// UTC offset handling for station configuration
//
// The station reports its UTC offset as a signed HHMM token, usually
// followed by extra fields, e.g. "-0200 -02". Decoded timestamps are
// anchored in this offset.

use chrono::FixedOffset;
use regex::Regex;

lazy_static::lazy_static! {
    static ref OFFSET_TOKEN: Regex = Regex::new(r"^([+-]\d{2})(\d{2})$").unwrap();
}

/// Parse the station's UTC-offset token into the normalized `-02:00` form.
/// Only the first whitespace-delimited token of `text` is considered.
/// Returns `None` when the token does not match; callers must treat that as
/// "offset unknown" rather than assuming UTC.
pub fn parse_utc_offset(text: &str) -> Option<String> {
    let token = text.split_whitespace().next()?;
    let caps = OFFSET_TOKEN.captures(token)?;
    Some(format!("{}:{}", &caps[1], &caps[2]))
}

/// Convert a normalized `-02:00` offset string into a `FixedOffset`
pub fn to_fixed_offset(normalized: &str) -> Option<FixedOffset> {
    let sign = normalized.chars().next()?;
    let (hours, minutes) = normalized.get(1..)?.split_once(':')?;
    let hours: i32 = hours.parse().ok()?;
    let minutes: i32 = minutes.parse().ok()?;
    let seconds = hours * 3600 + minutes * 60;
    match sign {
        '+' => FixedOffset::east_opt(seconds),
        '-' => FixedOffset::west_opt(seconds),
        _ => None,
    }
}

#[cfg(test)]
mod tests {
    use super::*;

    #[test]
    fn test_parse_utc_offset() {
        assert_eq!(parse_utc_offset("-0200 -02").as_deref(), Some("-02:00"));
        assert_eq!(parse_utc_offset("-0300 -02").as_deref(), Some("-03:00"));
        assert_eq!(parse_utc_offset("+0530").as_deref(), Some("+05:30"));
    }

    #[test]
    fn test_parse_utc_offset_malformed() {
        assert_eq!(parse_utc_offset(""), None);
        assert_eq!(parse_utc_offset("0200"), None);
        assert_eq!(parse_utc_offset("-02:00"), None);
        assert_eq!(parse_utc_offset("-020"), None);
        assert_eq!(parse_utc_offset("garbage -02"), None);
    }

    #[test]
    fn test_to_fixed_offset() {
        assert_eq!(
            to_fixed_offset("-02:00"),
            FixedOffset::west_opt(2 * 3600)
        );
        assert_eq!(
            to_fixed_offset("+05:30"),
            FixedOffset::east_opt(5 * 3600 + 30 * 60)
        );
        assert_eq!(to_fixed_offset("02:00"), None);
        assert_eq!(to_fixed_offset(""), None);
    }

    #[test]
    fn test_token_to_fixed_offset() {
        let normalized = parse_utc_offset("-0200 -02").unwrap();
        let offset = to_fixed_offset(&normalized).unwrap();
        assert_eq!(offset, FixedOffset::west_opt(2 * 3600).unwrap());
    }
}
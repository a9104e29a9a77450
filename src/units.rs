// Unit conversions for raw Davis archive field values
// Reference: Vantage Serial Communication Reference Manual v261, section X.4

/// "Dashed" byte value: the station stores 0xFF when a byte-wide sensor
/// field has no reading.
pub const DASH_BYTE: u8 = 0xFF;

/// "Dashed" unsigned short value (0x7FFF).
pub const DASH_SHORT: u16 = 0x7FFF;

/// "Dashed" signed short value.
pub const DASH_SIGNED_SHORT: i16 = i16::MIN;

/// 16-point compass rose, indexed by the station's wind-direction code.
pub const CARDINALS: [&str; 16] = [
    "N", "NNE", "NE", "ENE", "E", "ESE", "SE", "SSE", "S", "SSW", "SW", "WSW", "W", "WNW", "NW",
    "NNW",
];

/// Convert inches to millimeters
pub fn in_to_mm(inches: f64) -> f64 {
    inches * 25.4
}

/// Convert miles per hour to kilometers per hour, rounded to one decimal
pub fn mph_to_kmh(mph: f64) -> f64 {
    (mph * 1.60934 * 10.0).round() / 10.0
}

/// Decode a temperature field (tenths of a degree Fahrenheit) to Celsius
pub fn decode_temperature(raw: i16) -> Option<f64> {
    if raw == DASH_SHORT as i16 || raw == DASH_SIGNED_SHORT {
        return None;
    }
    Some(((raw as f64 / 10.0) - 32.0) * (5.0 / 9.0))
}

/// Decode a rain counter to millimeters. One click equals 0.2 mm of rain;
/// zero is a valid reading, so there is no dash value.
pub fn decode_rain(raw: u16) -> f64 {
    raw as f64 * 0.2
}

/// Decode the barometer field (thousandths of an inch of mercury)
pub fn decode_barometer(raw: u16) -> Option<f64> {
    if raw == DASH_SHORT {
        return None;
    }
    Some(raw as f64 / 1000.0)
}

/// Decode a wind speed field (whole miles per hour) to km/h
pub fn decode_wind_speed(raw: u8) -> Option<f64> {
    if raw == DASH_BYTE {
        return None;
    }
    Some(mph_to_kmh(raw as f64))
}

/// Decode a wind direction code to its compass label. Codes above 15 carry
/// no meaning and map to `None` like the dash value does.
pub fn decode_wind_direction(raw: u8) -> Option<&'static str> {
    if raw == DASH_BYTE {
        return None;
    }
    CARDINALS.get(raw as usize).copied()
}

/// Decode a UV field (tenths of an index point)
pub fn decode_uv(raw: u8) -> Option<f64> {
    if raw == DASH_BYTE {
        return None;
    }
    Some(raw as f64 / 10.0)
}

/// Decode an evapotranspiration field (thousandths of an inch) to mm.
/// The station reports 0 when ET is not being measured.
pub fn decode_et(raw: u16) -> Option<f64> {
    if raw == 0 {
        return None;
    }
    Some(in_to_mm(raw as f64 / 1000.0))
}

/// Decode a solar radiation field (already in W/m²)
pub fn decode_solar_radiation(raw: u16) -> Option<u16> {
    if raw == DASH_SHORT {
        return None;
    }
    Some(raw)
}

/// Decode a relative humidity field (already in percent)
pub fn decode_humidity(raw: u8) -> Option<u8> {
    if raw == DASH_BYTE {
        return None;
    }
    Some(raw)
}
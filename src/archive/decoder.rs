// Archive record and archive buffer decoding

use super::layout::ArchiveRecord;
use super::reading::{DecodedReading, ExtraSensors};
use super::{ArchiveError, Result, ARCHIVE_RECORD_SIZE};
use crate::timestamp::{decode_timestamp, pack_datetime};
use crate::units;
use chrono::FixedOffset;

/// True when a record is an unused archive slot ("dashed"): the first two
/// little-endian words, date and time, are both 0xFFFF. The remaining 48
/// bytes carry no information in that case.
pub fn is_dash(record: &[u8]) -> bool {
    record.len() >= 4
        && u16::from_le_bytes([record[0], record[1]]) == 0xFFFF
        && u16::from_le_bytes([record[2], record[3]]) == 0xFFFF
}

/// Decode a single 52-byte archive record. An unused slot decodes to
/// `Ok(None)`; a record whose date/time words do not form a real calendar
/// moment is an error.
pub fn decode_archive(record: &[u8], utc_offset: FixedOffset) -> Result<Option<DecodedReading>> {
    if record.len() != ARCHIVE_RECORD_SIZE {
        return Err(ArchiveError::BadRecordLength {
            expected: ARCHIVE_RECORD_SIZE,
            actual: record.len(),
        });
    }

    if is_dash(record) {
        tracing::debug!("skipping dashed archive slot");
        return Ok(None);
    }

    let fields = ArchiveRecord::parse(record)?;
    let timestamp = decode_timestamp(fields.date_stamp, fields.time_stamp, utc_offset)?;

    Ok(Some(DecodedReading {
        station_timestamp: pack_datetime(fields.date_stamp, fields.time_stamp),
        timestamp,
        high_temperature_c: units::decode_temperature(fields.temperature_high),
        low_temperature_c: units::decode_temperature(fields.temperature_low),
        temperature_c: units::decode_temperature(fields.temperature_avg),
        rain_amount_mm: units::decode_rain(fields.rain_clicks),
        rain_rate_mm_per_hour: units::decode_rain(fields.rain_rate),
        barometer_in_hg: units::decode_barometer(fields.barometer),
        solar_radiation: units::decode_solar_radiation(fields.solar_radiation),
        high_solar_radiation: units::decode_solar_radiation(fields.solar_radiation_high),
        humidity: units::decode_humidity(fields.humidity),
        average_wind_speed: units::decode_wind_speed(fields.wind_speed_avg),
        high_wind_speed: units::decode_wind_speed(fields.wind_speed_high),
        high_wind_direction: units::decode_wind_direction(fields.wind_dir_high),
        wind_direction: units::decode_wind_direction(fields.wind_dir_avg),
        average_uv: units::decode_uv(fields.uv_avg),
        high_uv_index: units::decode_uv(fields.uv_high),
        et_mm: units::decode_et(fields.et as u16),
        extra: ExtraSensors {
            leaf_temperatures: fields.leaf_temperatures,
            leaf_wetnesses: fields.leaf_wetnesses,
            soil_temperatures: fields.soil_temperatures,
            extra_humidities: fields.extra_humidities,
            extra_temperatures: [
                fields.extra_temperature_0,
                fields.extra_temperature_1,
                fields.extra_temperature_2,
            ],
            soil_moistures: fields.soil_moistures,
        },
    }))
}

/// Decode a buffer of consecutive archive records. The buffer length must
/// be an exact multiple of 52; a trailing partial record means a corrupted
/// download and is rejected rather than silently dropped. Dashed slots are
/// skipped, and output order equals record order in the buffer.
pub fn decode_data(buffer: &[u8], utc_offset: FixedOffset) -> Result<Vec<DecodedReading>> {
    if buffer.len() % ARCHIVE_RECORD_SIZE != 0 {
        return Err(ArchiveError::MalformedBufferLength {
            length: buffer.len(),
        });
    }

    let mut readings = Vec::with_capacity(buffer.len() / ARCHIVE_RECORD_SIZE);
    for record in buffer.chunks_exact(ARCHIVE_RECORD_SIZE) {
        if let Some(reading) = decode_archive(record, utc_offset)? {
            readings.push(reading);
        }
    }
    Ok(readings)
}

#[cfg(test)]
mod tests {
    use super::*;
    use crate::timestamp::TimestampError;
    use chrono::TimeZone;

    fn offset(hours: i32) -> FixedOffset {
        FixedOffset::east_opt(hours * 3600).unwrap()
    }

    fn put_u16(buf: &mut [u8], offset: usize, value: u16) {
        buf[offset..offset + 2].copy_from_slice(&value.to_le_bytes());
    }

    // A realistic record written 2012-06-17 15:05: warm afternoon, a little
    // rain, UV and solar sensors present, no extended sensors.
    fn sample_record() -> [u8; 52] {
        let mut buf = [0u8; 52];
        put_u16(&mut buf, 0, 6353); // date 2012-06-17
        put_u16(&mut buf, 2, 1505); // time 15:05
        put_u16(&mut buf, 4, 766i16 as u16); // high temp 76.6 F
        put_u16(&mut buf, 6, 736i16 as u16); // low temp 73.6 F
        put_u16(&mut buf, 8, 750i16 as u16); // avg temp 75.0 F
        put_u16(&mut buf, 10, 10); // 10 rain clicks
        put_u16(&mut buf, 12, 3); // rain rate 3 clicks/h
        put_u16(&mut buf, 14, 29925); // barometer 29.925 inHg
        put_u16(&mut buf, 16, 1000); // solar 1000 W/m2
        put_u16(&mut buf, 18, 120); // wind samples
        put_u16(&mut buf, 20, 780); // inside temp
        buf[22] = 40; // inside humidity
        buf[23] = 35; // outside humidity
        buf[24] = 2; // avg wind 2 mph
        buf[25] = 9; // high wind 9 mph
        buf[26] = 15; // high wind dir NNW
        buf[27] = 0; // avg wind dir N
        buf[28] = 100; // avg UV 10.0
        buf[29] = 0; // ET not measured
        put_u16(&mut buf, 30, 1200); // high solar
        buf[32] = 110; // high UV 11.0
        buf[33] = 193; // forecast rule
        buf[42] = 0; // Rev B record type
        buf
    }

    fn dash_record() -> [u8; 52] {
        [0xFF; 52]
    }

    #[test]
    fn test_is_dash() {
        assert!(is_dash(&dash_record()));
        assert!(!is_dash(&sample_record()));

        // Only the date/time words matter
        let mut record = sample_record();
        record[..4].copy_from_slice(&[0xFF, 0xFF, 0xFF, 0xFF]);
        assert!(is_dash(&record));
    }

    #[test]
    fn test_decode_archive() {
        let reading = decode_archive(&sample_record(), offset(-2)).unwrap().unwrap();

        assert_eq!(reading.station_timestamp, 416351713);
        assert_eq!(
            reading.timestamp,
            offset(-2).with_ymd_and_hms(2012, 6, 17, 15, 5, 0).unwrap()
        );
        assert_eq!(reading.high_temperature_c.unwrap().round(), 25.0);
        assert_eq!(reading.low_temperature_c.unwrap().round(), 23.0);
        assert_eq!(reading.temperature_c.unwrap().round(), 24.0);
        assert_eq!(reading.rain_amount_mm, 2.0);
        assert!((reading.rain_rate_mm_per_hour - 0.6).abs() < 1e-9);
        assert_eq!(reading.barometer_in_hg, Some(29.925));
        assert_eq!(reading.solar_radiation, Some(1000));
        assert_eq!(reading.high_solar_radiation, Some(1200));
        assert_eq!(reading.humidity, Some(35));
        assert!((reading.average_wind_speed.unwrap() - 3.2).abs() < 0.1);
        assert!((reading.high_wind_speed.unwrap() - 14.5).abs() < 0.1);
        assert_eq!(reading.high_wind_direction, Some("NNW"));
        assert_eq!(reading.wind_direction, Some("N"));
        assert_eq!(reading.average_uv, Some(10.0));
        assert_eq!(reading.high_uv_index, Some(11.0));
        assert_eq!(reading.et_mm, None);
    }

    #[test]
    fn test_decode_archive_dashed_fields() {
        let mut record = sample_record();
        put_u16(&mut record, 4, 32767); // high temp dashed
        put_u16(&mut record, 16, 32767); // solar dashed
        record[23] = 0xFF; // humidity dashed
        record[24] = 0xFF; // avg wind dashed
        record[27] = 0xFF; // avg wind dir dashed
        record[28] = 0xFF; // avg UV dashed

        let reading = decode_archive(&record, offset(0)).unwrap().unwrap();
        assert_eq!(reading.high_temperature_c, None);
        assert_eq!(reading.solar_radiation, None);
        assert_eq!(reading.humidity, None);
        assert_eq!(reading.average_wind_speed, None);
        assert_eq!(reading.wind_direction, None);
        assert_eq!(reading.average_uv, None);
        // the rest still decodes
        assert_eq!(reading.low_temperature_c.unwrap().round(), 23.0);
    }

    #[test]
    fn test_decode_archive_dash_slot() {
        assert_eq!(decode_archive(&dash_record(), offset(-2)).unwrap(), None);

        // A dash slot is recognized from the leading words alone
        let mut record = sample_record();
        record[..4].copy_from_slice(&[0xFF, 0xFF, 0xFF, 0xFF]);
        assert_eq!(decode_archive(&record, offset(-2)).unwrap(), None);
    }

    #[test]
    fn test_decode_archive_bad_length() {
        assert!(matches!(
            decode_archive(&[0u8; 50], offset(0)),
            Err(ArchiveError::BadRecordLength { actual: 50, .. })
        ));
    }

    #[test]
    fn test_decode_archive_bad_calendar_value() {
        let mut record = sample_record();
        // month bits 13 cannot resolve to a calendar date
        put_u16(&mut record, 0, 17 + 13 * 32 + 12 * 512);

        let err = decode_archive(&record, offset(0)).unwrap_err();
        assert!(matches!(
            err,
            ArchiveError::Timestamp(TimestampError::InvalidCalendarValue { month: 13, .. })
        ));
    }

    #[test]
    fn test_decode_data() {
        let mut buffer = Vec::new();
        buffer.extend_from_slice(&sample_record());
        buffer.extend_from_slice(&dash_record());

        let mut later = sample_record();
        put_u16(&mut later, 2, 1510); // 15:10, next interval
        buffer.extend_from_slice(&later);

        let readings = decode_data(&buffer, offset(-2)).unwrap();
        assert_eq!(readings.len(), 2);
        assert_eq!(readings[0].station_timestamp, pack_datetime(6353, 1505));
        assert_eq!(readings[1].station_timestamp, pack_datetime(6353, 1510));
    }

    #[test]
    fn test_decode_data_empty() {
        assert_eq!(decode_data(&[], offset(0)).unwrap(), Vec::new());
    }

    #[test]
    fn test_decode_data_rejects_partial_tail() {
        let mut buffer = sample_record().to_vec();
        buffer.push(0x00);

        assert!(matches!(
            decode_data(&buffer, offset(0)),
            Err(ArchiveError::MalformedBufferLength { length: 53 })
        ));
    }

    #[test]
    fn test_reading_serializes() {
        let reading = decode_archive(&sample_record(), offset(-2)).unwrap().unwrap();
        let json = serde_json::to_value(&reading).unwrap();
        assert_eq!(json["station_timestamp"], 416351713);
        assert_eq!(json["humidity"], 35);
        assert_eq!(json["wind_direction"], "N");
        assert_eq!(json["et_mm"], serde_json::Value::Null);
    }
}
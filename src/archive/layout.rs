// Fixed 52-byte archive record layout
// Reference: Vantage Serial Communication Reference Manual v261, section X.4
//
// All multi-byte fields are little-endian. The layout below is the Rev B
// archive record and is a wire contract: offsets, widths and order must not
// change.

use super::{ArchiveError, Result, ARCHIVE_RECORD_SIZE};
use nom::number::complete::{le_i16, le_u16, le_u32, u8 as byte};
use nom::IResult;

/// Raw integer image of one 52-byte archive record, one field per protocol
/// field. No unit conversion or dash handling happens here.
#[derive(Debug, Clone, PartialEq, Eq)]
pub struct ArchiveRecord {
    /// Packed date word (offset 0, u16)
    pub date_stamp: u16,
    /// Decimal time word, hour*100 + minute (offset 2, u16)
    pub time_stamp: u16,
    /// Highest outside temperature, tenths of °F (offset 4, i16)
    pub temperature_high: i16,
    /// Lowest outside temperature, tenths of °F (offset 6, i16)
    pub temperature_low: i16,
    /// Average outside temperature, tenths of °F (offset 8, i16)
    pub temperature_avg: i16,
    /// Rain clicks this interval (offset 10, u16)
    pub rain_clicks: u16,
    /// Highest rain rate, clicks per hour (offset 12, u16)
    pub rain_rate: u16,
    /// Barometer, thousandths of inHg (offset 14, u16)
    pub barometer: u16,
    /// Average solar radiation, W/m² (offset 16, u16)
    pub solar_radiation: u16,
    /// Number of wind samples in the interval (offset 18, u16)
    pub wind_samples: u16,
    /// Average inside temperature, tenths of °F (offset 20, u16)
    pub inside_temperature: u16,
    /// Inside humidity, percent (offset 22, u8)
    pub inside_humidity: u8,
    /// Outside humidity, percent (offset 23, u8)
    pub humidity: u8,
    /// Average wind speed, mph (offset 24, u8)
    pub wind_speed_avg: u8,
    /// Highest wind speed, mph (offset 25, u8)
    pub wind_speed_high: u8,
    /// Direction code of the highest wind speed (offset 26, u8)
    pub wind_dir_high: u8,
    /// Prevailing wind direction code (offset 27, u8)
    pub wind_dir_avg: u8,
    /// Average UV index, tenths (offset 28, u8)
    pub uv_avg: u8,
    /// Evapotranspiration, thousandths of an inch (offset 29, u8)
    pub et: u8,
    /// Highest solar radiation, W/m² (offset 30, u16)
    pub solar_radiation_high: u16,
    /// Highest UV index, tenths (offset 32, u8)
    pub uv_high: u8,
    /// Forecast rule at the end of the interval (offset 33, u8)
    pub forecast_rule: u8,
    /// Leaf temperature sensors, raw (offset 34, u16)
    pub leaf_temperatures: u16,
    /// Leaf wetness sensors, raw (offset 36, u16)
    pub leaf_wetnesses: u16,
    /// Soil temperature sensors, raw (offset 38, u32)
    pub soil_temperatures: u32,
    /// Record type marker, 0x00 for Rev B (offset 42, u8)
    pub record_type: u8,
    /// Extra humidity sensors, raw (offset 43, u16)
    pub extra_humidities: u16,
    /// Extra temperature sensor channels, raw (offsets 45-47, u8 each)
    pub extra_temperature_0: u8,
    pub extra_temperature_1: u8,
    pub extra_temperature_2: u8,
    /// Soil moisture sensors, raw (offset 48, u32)
    pub soil_moistures: u32,
}

fn parse_fields(input: &[u8]) -> IResult<&[u8], ArchiveRecord> {
    let (input, date_stamp) = le_u16(input)?;
    let (input, time_stamp) = le_u16(input)?;
    let (input, temperature_high) = le_i16(input)?;
    let (input, temperature_low) = le_i16(input)?;
    let (input, temperature_avg) = le_i16(input)?;
    let (input, rain_clicks) = le_u16(input)?;
    let (input, rain_rate) = le_u16(input)?;
    let (input, barometer) = le_u16(input)?;
    let (input, solar_radiation) = le_u16(input)?;
    let (input, wind_samples) = le_u16(input)?;
    let (input, inside_temperature) = le_u16(input)?;
    let (input, inside_humidity) = byte(input)?;
    let (input, humidity) = byte(input)?;
    let (input, wind_speed_avg) = byte(input)?;
    let (input, wind_speed_high) = byte(input)?;
    let (input, wind_dir_high) = byte(input)?;
    let (input, wind_dir_avg) = byte(input)?;
    let (input, uv_avg) = byte(input)?;
    let (input, et) = byte(input)?;
    let (input, solar_radiation_high) = le_u16(input)?;
    let (input, uv_high) = byte(input)?;
    let (input, forecast_rule) = byte(input)?;
    let (input, leaf_temperatures) = le_u16(input)?;
    let (input, leaf_wetnesses) = le_u16(input)?;
    let (input, soil_temperatures) = le_u32(input)?;
    let (input, record_type) = byte(input)?;
    let (input, extra_humidities) = le_u16(input)?;
    let (input, extra_temperature_0) = byte(input)?;
    let (input, extra_temperature_1) = byte(input)?;
    let (input, extra_temperature_2) = byte(input)?;
    let (input, soil_moistures) = le_u32(input)?;

    Ok((
        input,
        ArchiveRecord {
            date_stamp,
            time_stamp,
            temperature_high,
            temperature_low,
            temperature_avg,
            rain_clicks,
            rain_rate,
            barometer,
            solar_radiation,
            wind_samples,
            inside_temperature,
            inside_humidity,
            humidity,
            wind_speed_avg,
            wind_speed_high,
            wind_dir_high,
            wind_dir_avg,
            uv_avg,
            et,
            solar_radiation_high,
            uv_high,
            forecast_rule,
            leaf_temperatures,
            leaf_wetnesses,
            soil_temperatures,
            record_type,
            extra_humidities,
            extra_temperature_0,
            extra_temperature_1,
            extra_temperature_2,
            soil_moistures,
        },
    ))
}

impl ArchiveRecord {
    /// Parse one archive record. `bytes` must be exactly 52 bytes.
    pub fn parse(bytes: &[u8]) -> Result<Self> {
        if bytes.len() != ARCHIVE_RECORD_SIZE {
            return Err(ArchiveError::BadRecordLength {
                expected: ARCHIVE_RECORD_SIZE,
                actual: bytes.len(),
            });
        }
        let (_, record) = parse_fields(bytes).map_err(|_| ArchiveError::BadRecordLength {
            expected: ARCHIVE_RECORD_SIZE,
            actual: bytes.len(),
        })?;
        Ok(record)
    }
}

Task instructions
Only the number is needed. Say how many lines of the entries contain "must".

Response
4